Felix Rehfelds Ölgemälde bestechen durch ihre akribische Maltechnik. Er fängt die Natur ein, vor allem Berge oder auch ein Kornfeld. Hunderte feine Linien fügen sich zusammen zu bemerkenswert wirklichkeitsgetreuen Abbildungen. Als Objekt stellt er ein Bild von einem Goldbarren aus. "Der Glanz von Gold hat die Kunst schon immer fasziniert, so auch mich. Gold ist für mich ein Fest der Opulenz", sagt der Künstler. Den Barren habe er ganz ohne goldene Pigmente gemalt, was dem Betrachter vor dem drei Meter langen und zwei Meter hohen Gemälde wohl kaum auffallen dürfte.
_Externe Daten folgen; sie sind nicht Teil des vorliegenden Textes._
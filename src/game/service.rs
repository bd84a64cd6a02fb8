//! Team service - the one place inbound mutations are validated and applied
//!
//! The HTTP routes and the WebSocket handler are thin adapters over this type.

use std::sync::Arc;

use tracing::debug;

use crate::geo::Coordinate;
use crate::store::{Team, TeamStore};
use crate::ws::gateway::Gateway;
use crate::ws::protocol::NearbyTeam;

use super::elimination::{self, EliminationRecord};
use super::error::{GameError, GameResult};
use super::proximity::nearby_from;
use super::snapshot;

/// Team service
pub struct TeamService {
    store: Arc<dyn TeamStore>,
    gateway: Arc<Gateway>,
    threshold: f64,
}

impl TeamService {
    pub fn new(store: Arc<dyn TeamStore>, gateway: Arc<Gateway>, threshold: f64) -> Self {
        Self {
            store,
            gateway,
            threshold,
        }
    }

    /// Validate and store a location report, then tell every connection
    pub async fn report_location(
        &self,
        team_name: Option<&str>,
        latitude: Option<f64>,
        longitude: Option<f64>,
    ) -> GameResult<Team> {
        let (Some(name), Some(latitude), Some(longitude)) =
            (present(team_name), latitude, longitude)
        else {
            return Err(GameError::validation(
                "Team name, latitude, and longitude are required",
            ));
        };
        let coordinate = Coordinate::new(latitude, longitude);
        coordinate.validate().map_err(GameError::validation)?;

        let team = self.store.upsert_location(name, coordinate).await?;
        debug!(team = %name, latitude, longitude, active = team.active, "Location stored");

        if let Some(msg) = snapshot::location_updated(&team) {
            self.gateway.emit_all(&msg);
        }
        Ok(team)
    }

    /// Active teams within `max_distance` (default threshold when `None`) of `team_name`
    pub async fn nearby(
        &self,
        team_name: &str,
        max_distance: Option<f64>,
    ) -> GameResult<Vec<NearbyTeam>> {
        let max_distance = max_distance.unwrap_or(self.threshold);
        if !max_distance.is_finite() || max_distance < 0.0 {
            return Err(GameError::validation(
                "maxDistance must be a non-negative number",
            ));
        }

        let name = present(Some(team_name))
            .ok_or_else(|| GameError::validation("Team name is required"))?;
        // An unlocated team has nothing to measure from
        let origin = self
            .store
            .find_active(name)
            .await?
            .filter(|team| team.location.is_some())
            .ok_or_else(|| GameError::NotFound(name.to_string()))?;
        let others = self.store.list_active().await?;

        Ok(nearby_from(&origin, &others, max_distance))
    }

    /// Validate and resolve an elimination, then broadcast it
    pub async fn eliminate(
        &self,
        killer_name: Option<&str>,
        target_name: Option<&str>,
    ) -> GameResult<EliminationRecord> {
        let (Some(killer), Some(target)) = (present(killer_name), present(target_name)) else {
            return Err(GameError::validation(
                "Team name and target team name are required",
            ));
        };
        if killer == target {
            return Err(GameError::validation("A team cannot eliminate itself"));
        }

        let record = elimination::kill(self.store.as_ref(), killer, target, self.threshold).await?;

        self.gateway.emit_all(&snapshot::team_killed(&record));
        self.gateway
            .emit_to_group(&record.target, &snapshot::you_were_killed(&record));
        Ok(record)
    }

    pub async fn active_teams(&self) -> GameResult<Vec<Team>> {
        Ok(self.store.list_active().await?)
    }
}

/// Treat empty and whitespace-only names as missing
fn present(value: Option<&str>) -> Option<&str> {
    value.map(str::trim).filter(|v| !v.is_empty())
}

#[cfg(test)]
mod tests {
    use super::*;
    use crate::game::proximity::DEFAULT_THRESHOLD_METERS;
    use crate::store::{MemoryTeamStore, StoreError, StoreResult};
    use crate::ws::protocol::ServerMsg;
    use futures::future::{self, BoxFuture, FutureExt};
    use tokio_test::{assert_err, assert_ok};

    /// Knows one active team that has never reported a position
    struct UnlocatedStore;

    impl TeamStore for UnlocatedStore {
        fn upsert_location<'a>(
            &'a self,
            _name: &'a str,
            _coordinate: Coordinate,
        ) -> BoxFuture<'a, StoreResult<Team>> {
            future::ready(Err(StoreError::Unavailable("read only".into()))).boxed()
        }

        fn find_active<'a>(&'a self, name: &'a str) -> BoxFuture<'a, StoreResult<Option<Team>>> {
            let team = Team {
                team_name: name.to_string(),
                location: None,
                active: true,
            };
            future::ready(Ok(Some(team))).boxed()
        }

        fn list_active(&self) -> BoxFuture<'_, StoreResult<Vec<Team>>> {
            future::ready(Ok(Vec::new())).boxed()
        }

        fn set_inactive<'a>(&'a self, _name: &'a str) -> BoxFuture<'a, StoreResult<Option<Team>>> {
            future::ready(Ok(None)).boxed()
        }
    }

    fn service() -> (TeamService, Arc<Gateway>) {
        let gateway = Arc::new(Gateway::new(16));
        let store: Arc<dyn TeamStore> = Arc::new(MemoryTeamStore::new());
        (
            TeamService::new(store, gateway.clone(), DEFAULT_THRESHOLD_METERS),
            gateway,
        )
    }

    #[tokio::test]
    async fn missing_fields_never_reach_the_store() {
        let (service, _) = service();

        let err = assert_err!(service.report_location(Some("Red"), Some(40.0), None).await);
        assert!(matches!(err, GameError::Validation(_)));
        let err = assert_err!(service.report_location(Some("  "), Some(40.0), Some(-75.0)).await);
        assert!(matches!(err, GameError::Validation(_)));
        let err = assert_err!(service.report_location(Some("Red"), Some(123.0), Some(-75.0)).await);
        assert!(matches!(err, GameError::Validation(_)));

        assert!(assert_ok!(service.active_teams().await).is_empty());
    }

    #[tokio::test]
    async fn zero_coordinates_are_valid() {
        let (service, _) = service();
        let team = assert_ok!(service.report_location(Some("Null"), Some(0.0), Some(0.0)).await);
        assert_eq!(team.coordinate(), Some(Coordinate::new(0.0, 0.0)));
    }

    #[tokio::test]
    async fn location_report_is_broadcast_to_everyone() {
        let (service, gateway) = service();
        let (_a, mut a_rx) = gateway.register();
        let (_b, mut b_rx) = gateway.register();

        assert_ok!(service.report_location(Some("Red"), Some(40.0), Some(-75.0)).await);

        for rx in [&mut a_rx, &mut b_rx] {
            assert!(matches!(
                rx.try_recv(),
                Ok(ServerMsg::LocationUpdated { ref team_name, .. }) if team_name == "Red"
            ));
        }
    }

    #[tokio::test]
    async fn nearby_for_unknown_team_is_not_found() {
        let (service, _) = service();
        let err = assert_err!(service.nearby("Ghost", None).await);
        assert!(matches!(err, GameError::NotFound(_)));
    }

    #[tokio::test]
    async fn nearby_trims_the_origin_name() {
        let (service, _) = service();
        assert_ok!(service.report_location(Some(" Red "), Some(40.0), Some(-75.0)).await);
        assert_ok!(service.report_location(Some("Blue"), Some(40.00005), Some(-75.0)).await);

        let nearby = assert_ok!(service.nearby(" Red", None).await);
        assert_eq!(nearby.len(), 1);
        assert_eq!(nearby[0].team_name, "Blue");
    }

    #[tokio::test]
    async fn nearby_for_unlocated_team_is_not_found() {
        let store: Arc<dyn TeamStore> = Arc::new(UnlocatedStore);
        let gateway = Arc::new(Gateway::new(16));
        let service = TeamService::new(store, gateway, DEFAULT_THRESHOLD_METERS);

        let err = assert_err!(service.nearby("Lost", None).await);
        assert!(matches!(err, GameError::NotFound(_)));
    }

    #[tokio::test]
    async fn nearby_honours_max_distance_override() {
        let (service, _) = service();
        assert_ok!(service.report_location(Some("Red"), Some(40.0), Some(-75.0)).await);
        assert_ok!(service.report_location(Some("Blue"), Some(40.0005), Some(-75.0)).await);

        assert!(assert_ok!(service.nearby("Red", None).await).is_empty());
        let wide = assert_ok!(service.nearby("Red", Some(100.0)).await);
        assert_eq!(wide.len(), 1);
        assert_eq!(wide[0].team_name, "Blue");

        let err = assert_err!(service.nearby("Red", Some(-1.0)).await);
        assert!(matches!(err, GameError::Validation(_)));
    }

    #[tokio::test]
    async fn elimination_broadcasts_globally_and_to_target_group() {
        let (service, gateway) = service();
        assert_ok!(service.report_location(Some("Red"), Some(40.0), Some(-75.0)).await);
        assert_ok!(service.report_location(Some("Blue"), Some(40.00005), Some(-75.0)).await);

        let (red_conn, mut red_rx) = gateway.register();
        let (blue_conn, mut blue_rx) = gateway.register();
        gateway.join(red_conn, "Red");
        gateway.join(blue_conn, "Blue");

        assert_ok!(service.eliminate(Some("Red"), Some("Blue")).await);

        assert!(matches!(red_rx.try_recv(), Ok(ServerMsg::TeamKilled { .. })));
        assert!(red_rx.try_recv().is_err());
        assert!(matches!(blue_rx.try_recv(), Ok(ServerMsg::TeamKilled { .. })));
        assert!(matches!(
            blue_rx.try_recv(),
            Ok(ServerMsg::YouWereKilled { ref killer_team, .. }) if killer_team == "Red"
        ));

        let active = assert_ok!(service.active_teams().await);
        assert_eq!(active.len(), 1);
    }

    #[tokio::test]
    async fn self_elimination_is_rejected() {
        let (service, _) = service();
        assert_ok!(service.report_location(Some("Red"), Some(40.0), Some(-75.0)).await);
        let err = assert_err!(service.eliminate(Some("Red"), Some("Red")).await);
        assert!(matches!(err, GameError::Validation(_)));
    }
}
Auf die Frage hin, ob sie sich in ihrer Existenz durch künstliche Intelligenz bedroht fühlen, gibt das Quartett ein klares Nein. Felix Rehfeld führt an, dass Kunst sich nicht in der reinen Abbildung erschöpfe. Die wichtigste Dimension für ihn sei der bewusste und kritische Einsatz von Farbe - und eine künstliche Intelligenz könne diese Entscheidungen nicht in der Weise treffen wie ein Mensch. Für Martin Spengler muss Kunst menschlich sein, um eine Nachricht zu transportieren und im Betrachter etwas auslösen zu können. Im Übrigen müsse sich erstmal ein 3D-Drucker finden, der seine komplexen Wellpappe-Skulpturen kopieren könne. Leonie Keller fügt an, ein wesentlicher Bestandteil künstlerischer Arbeit bestehe darin, sich mit der eigenen Realität und Gedankenwelt auseinanderzusetzen. Nur daraus könne dann hochwertige Kunst entstehen - und diesen Schritt vor dem Produkt könne eine künstliche Intelligenz nicht gehen.